It’s been well over two years since newbie director Joseph Kosinski stood in front of assorted obsessives, movie execs and a very large, very doubting media presence at Comic Con 2008 in San Diego to reveal concept footage of the much delayed sequel to Steven Lisberger’s ambitious 1982 sci-fi Tron.
Thankfully, most doubts were assuaged with an amazing three minute-reel from what would become Tron Legacy. Job done, Kosinski went back to prepping the film with dribs and drabs of information being fed to a curious public ever since (the film opens in less than two weeks). Then one of the bigger bombshells came along in March last year when it was revealed that Daft Punk would be creating the film’s soundtrack.
Daft bloody Punk! Back of the net.
Rarely, if ever, has the decision over a film score seemed to inspired, so obvious and so exciting at the same time. What followed this moment of alchemy was some 20 months of build up, as all the while the expectations surrounding these 22 tracks became slightly unrealistic.
Perhaps people expected 22 enormous anthems; 22 tunes that followed the club-friendly blueprint the French duo served up for the anime mutation of Discovery that was Interstella 5555: The 5tory of the 5ecret 5tar 5ystem. Instead, what we get is a soundtrack that pretty much follows the John Williams method of writing an OST to the letter. In amongst the disappointment over what it’s not, the fact that it completes its stated mission with some distinction seems to be getting overlooked by many people.
It comes complete with epic scene-setters, distinctive theme tune (bonus 85-piece orchestra included) and thundering, industrial sounds for the film’s action beats. Everything you’d want for three acts of an event movie. So why the negativity?
Firstly, what shouldn’t be forgotten is that the pair were writing a score for a $200 million film that is an enormous risk to its studio to begin with (despite claims by half the English speaking world to have seen it upon release, Tron actually bombed at the box office and hasn’t necessarily been a Christmas classic ever since), so any thoughts that Daft Punk were going to reinvent the wheel were unrealistic from the get go.
They’ve said as much themselves whenever asked about the project. “We knew from the start that we were never going to do this film score with two synthesisers and a drum machine,” said Bangalter recently.
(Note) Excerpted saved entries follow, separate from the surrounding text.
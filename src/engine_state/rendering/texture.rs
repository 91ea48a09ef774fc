//! Texture handling for the rendering pipeline.
//!
//! This module creates the GPU textures the chunk renderer needs: the depth buffer,
//! the offscreen color target and the layered block texture.

use wgpu::util::DeviceExt;

use super::backend::TextureArrayData;

/// Represents a GPU texture with associated view and sampler.
///
/// This struct wraps a WebGPU texture along with its view and sampler,
/// providing a convenient way to manage texture resources in the rendering pipeline.
pub struct Texture {
    /// The underlying WebGPU texture resource.
    pub texture: wgpu::Texture,
    /// The texture view used for binding the texture to the pipeline.
    pub view: wgpu::TextureView,
    /// The sampler used for texture filtering and addressing.
    pub sampler: wgpu::Sampler,
}

impl Texture {
    /// The texture format used for depth buffers.
    pub const DEPTH_FORMAT: wgpu::TextureFormat = wgpu::TextureFormat::Depth32Float;
    /// The texture format of block textures and the offscreen color target.
    pub const COLOR_FORMAT: wgpu::TextureFormat = wgpu::TextureFormat::Rgba8UnormSrgb;

    /// Creates a new depth texture.
    ///
    /// # Arguments
    /// * `device` - The WebGPU device
    /// * `width`, `height` - Dimensions of the render target
    /// * `label` - Debug label for the texture
    pub fn create_depth_texture(device: &wgpu::Device, width: u32, height: u32, label: &str) -> Self {
        let size = wgpu::Extent3d {
            width,
            height,
            depth_or_array_layers: 1,
        };
        let desc = wgpu::TextureDescriptor {
            label: Some(label),
            size,
            mip_level_count: 1,
            sample_count: 1,
            dimension: wgpu::TextureDimension::D2,
            format: Self::DEPTH_FORMAT,
            usage: wgpu::TextureUsages::RENDER_ATTACHMENT | wgpu::TextureUsages::TEXTURE_BINDING,
            view_formats: &[],
        };

        let texture = device.create_texture(&desc);
        let view = texture.create_view(&wgpu::TextureViewDescriptor::default());

        let sampler = device.create_sampler(&wgpu::SamplerDescriptor {
            address_mode_u: wgpu::AddressMode::ClampToEdge,
            address_mode_v: wgpu::AddressMode::ClampToEdge,
            address_mode_w: wgpu::AddressMode::ClampToEdge,
            mag_filter: wgpu::FilterMode::Nearest,
            min_filter: wgpu::FilterMode::Nearest,
            mipmap_filter: wgpu::FilterMode::Nearest,
            compare: Some(wgpu::CompareFunction::LessEqual),
            lod_min_clamp: 0.0,
            lod_max_clamp: 100.0,
            ..Default::default()
        });

        Self {
            texture,
            view,
            sampler,
        }
    }

    /// Creates an offscreen color target the frame is rendered into.
    pub fn create_color_target(device: &wgpu::Device, width: u32, height: u32, label: &str) -> Self {
        let texture = device.create_texture(&wgpu::TextureDescriptor {
            label: Some(label),
            size: wgpu::Extent3d {
                width,
                height,
                depth_or_array_layers: 1,
            },
            mip_level_count: 1,
            sample_count: 1,
            dimension: wgpu::TextureDimension::D2,
            format: Self::COLOR_FORMAT,
            usage: wgpu::TextureUsages::RENDER_ATTACHMENT | wgpu::TextureUsages::COPY_SRC,
            view_formats: &[],
        });
        let view = texture.create_view(&wgpu::TextureViewDescriptor::default());
        let sampler = device.create_sampler(&wgpu::SamplerDescriptor::default());

        Self {
            texture,
            view,
            sampler,
        }
    }

    /// Uploads every layer and mip of `data` into one layered texture.
    ///
    /// The returned view is a `D2Array` view over all layers.
    pub fn create_block_texture_array(
        device: &wgpu::Device,
        queue: &wgpu::Queue,
        data: &TextureArrayData,
    ) -> Self {
        let texture = device.create_texture_with_data(
            queue,
            &wgpu::TextureDescriptor {
                label: Some("Block Texture Array"),
                size: wgpu::Extent3d {
                    width: data.size,
                    height: data.size,
                    depth_or_array_layers: data.layer_count,
                },
                mip_level_count: data.mip_level_count,
                sample_count: 1,
                dimension: wgpu::TextureDimension::D2,
                format: Self::COLOR_FORMAT,
                usage: wgpu::TextureUsages::TEXTURE_BINDING | wgpu::TextureUsages::COPY_DST,
                view_formats: &[],
            },
            wgpu::util::TextureDataOrder::LayerMajor,
            &data.data,
        );

        let view = texture.create_view(&wgpu::TextureViewDescriptor {
            label: Some("Block Texture Array View"),
            dimension: Some(wgpu::TextureViewDimension::D2Array),
            ..Default::default()
        });

        let sampler = device.create_sampler(&wgpu::SamplerDescriptor {
            address_mode_u: wgpu::AddressMode::Repeat,
            address_mode_v: wgpu::AddressMode::Repeat,
            address_mode_w: wgpu::AddressMode::Repeat,
            mag_filter: wgpu::FilterMode::Nearest,
            min_filter: wgpu::FilterMode::Nearest,
            mipmap_filter: wgpu::FilterMode::Linear,
            ..Default::default()
        });

        Self {
            texture,
            view,
            sampler,
        }
    }
}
What also shouldn’t be missed here is that within the obvious restrictions placed upon them, Daft Punk have managed to create some wonderful heart pounding moments and a piece of work that will likely grow heavily in stature once the film is actually released. We do however, have to start with the bad as indeed the album begins with a Williams-lite effort called ‘Overture’ followed by the frankly misguided inclusion of some Jeff Bridges dialogue on ‘The Grid’. Sounding more like the intro to an Xbox 360 game, it jars against the rest of what’s on offer. After this uneven start though, Thomas Bangalter and Guy-Manuel de Homem-Christo get an awful lot right.
We get regular, well measured gems like ‘Arena’, ‘The Game Has Changed’ and ‘End of the Line’, then the dramatic excellence of ‘Rectifier’, all of which will most likely thrive alongside the action on screen and most of which you’ll recognise from the steady stream of trailers for the movie released over the last year. Meanwhile, the album’s more punchy highlights, ‘Fall’ and ‘Derezzed’, absolutely soar, as does – in an altogether different way – the quiet, gentle synth hum of ‘Solar Sailer’.
Admittedly the lack of more tunes similar in tone to ‘Derezzed’ (the most defiantly Daft Punk moment contained here) is somewhat disappointing, but you can’t help but get the feeling that Daft Punk have merely played the hand that was dealt to them.
Kosinski is aiming to make his ‘Star Wars’ here; he wants a trilogy; he wants epic, emotionally charged music to pull the heartstrings where needed; not to mention booming drum machines during the movie’s duelling lightcycle scenes. All of which he gets in abundance. There’s even the menacing ‘bad guy’ theme, delivered with some style on ‘C.L.U.’.
Many may have been waiting for something else, but get rid of the preconceptions and there’s a very fine soundtrack to enjoy here. Williams will be proud.